August is the time for getting caught up on long-term projects, and this week marks the conclusion of my looks back at how Harry S. Truman’s Administration redefined what “transportation” means in terms of public policy. Does transportation mean just the activity, or does it also include the construction of the facilities on which transportation is conducted? And is a federal grant to a state or local government to do something the same as the federal government doing that thing directly?
Rather than put the final 11,000 words in this week’s issue of ETW and risk clogging your printers, we have published the full articles separately and are just putting the nutshell summary here.
(Part one of the series looked at federal organization of transportation pre-Truman.)

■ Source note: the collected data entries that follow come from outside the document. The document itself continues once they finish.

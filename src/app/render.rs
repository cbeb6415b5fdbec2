//! Suggestion panel construction and drawing.

use ratatui::Frame;
use ratatui::layout::{Alignment, Constraint, Direction, Layout, Margin, Rect};
use ratatui::style::Style;
use ratatui::text::{Line, Span};
use ratatui::widgets::Paragraph;
use throbber_widgets_tui::Throbber;

use crate::engine::Hit;
use crate::types::{MAX_RESULTS, Readiness, SuggestionRow};

use super::{App, Focus};

const PROMPT: &str = "> ";

impl App {
    /// Replace the suggestion panel contents with a fresh row set.
    ///
    /// Keeps one slot short of the result cap so the input stays reachable,
    /// preserves the engine's relevance order, and tags each row with its
    /// rendered position for the focus navigation.
    pub(crate) fn apply_results(&mut self, hits: Vec<Hit>) {
        let rows: Vec<SuggestionRow> = hits
            .into_iter()
            .filter_map(|hit| hit.doc)
            .take(MAX_RESULTS - 1)
            .enumerate()
            .map(|(index, record)| SuggestionRow { index, record })
            .collect();

        self.panel_visible = !rows.is_empty();
        self.rows = rows;
    }

    /// Hide the panel without rendering an empty list.
    pub(crate) fn clear_panel(&mut self) {
        self.rows.clear();
        self.panel_visible = false;
    }

    pub(crate) fn draw(&mut self, frame: &mut Frame) {
        let area = frame.area().inner(Margin {
            vertical: 0,
            horizontal: 1,
        });

        let layout = Layout::default()
            .direction(Direction::Vertical)
            .constraints([Constraint::Length(1), Constraint::Min(1)])
            .split(area);

        self.draw_prompt(frame, layout[0]);
        self.draw_panel(frame, layout[1]);
    }

    fn draw_prompt(&self, frame: &mut Frame, area: Rect) {
        let mut spans = vec![Span::styled(PROMPT, self.theme.prompt)];
        if self.input.is_empty() {
            spans.push(Span::styled(
                self.readiness.placeholder(),
                self.theme.placeholder,
            ));
        } else {
            spans.push(Span::raw(self.input.text()));
        }
        frame.render_widget(Paragraph::new(Line::from(spans)), area);

        if self.readiness == Readiness::Loading {
            let spinner = Throbber::default()
                .style(self.theme.hint)
                .throbber_style(self.theme.hint);
            let span = spinner.to_symbol_span(&self.throbber_state);
            frame.render_widget(
                Paragraph::new(Line::from(span)).alignment(Alignment::Right),
                area,
            );
        }

        if self.focus == Focus::Input {
            let x = area.x + PROMPT.len() as u16 + self.input.cursor_column();
            frame.set_cursor_position((x.min(area.right().saturating_sub(1)), area.y));
        }
    }

    fn draw_panel(&self, frame: &mut Frame, area: Rect) {
        if !self.panel_visible {
            if self.focus == Focus::Body {
                let hint = Paragraph::new("Press / or s to search").style(self.theme.hint);
                frame.render_widget(hint, area);
            }
            return;
        }

        for row in &self.rows {
            if row.index as u16 >= area.height {
                break;
            }
            let line_area = Rect {
                x: area.x,
                y: area.y + row.index as u16,
                width: area.width,
                height: 1,
            };

            let focused = self.focus == Focus::Row(row.index);
            let line = if focused {
                Line::from(Span::raw(row.record.label()))
            } else {
                Line::from(vec![
                    Span::styled(row.record.page_title.clone(), self.theme.page_title),
                    Span::styled(
                        format!(" > {}", row.record.section_title),
                        self.theme.section_title,
                    ),
                ])
            };

            let style = if focused {
                self.theme.row_focused
            } else {
                Style::default()
            };
            frame.render_widget(Paragraph::new(line).style(style), line_area);
        }
    }
}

Part two of the series, published on April 9, 2019, told a never-bef0re-known story about just how close President Truman came to creating a Federal Transportation Agency in the spring of 1946 using power under the Reorganization Act. The plan, drafted by Bureau of the Budget transportation analyst Ernie Williams, would have moved the Civil Aeronautics Administration, Civil Aeronautics Board, Public Roads Administration, Coast Guard, U.S. Maritime Commission, War Shipping Administration, inspection services of the Bureau of Marine Inspection Services, Inland Waterways Corporation, the Customs functions relating to undocumented vessels, and the Weather Bureau to the new FTA.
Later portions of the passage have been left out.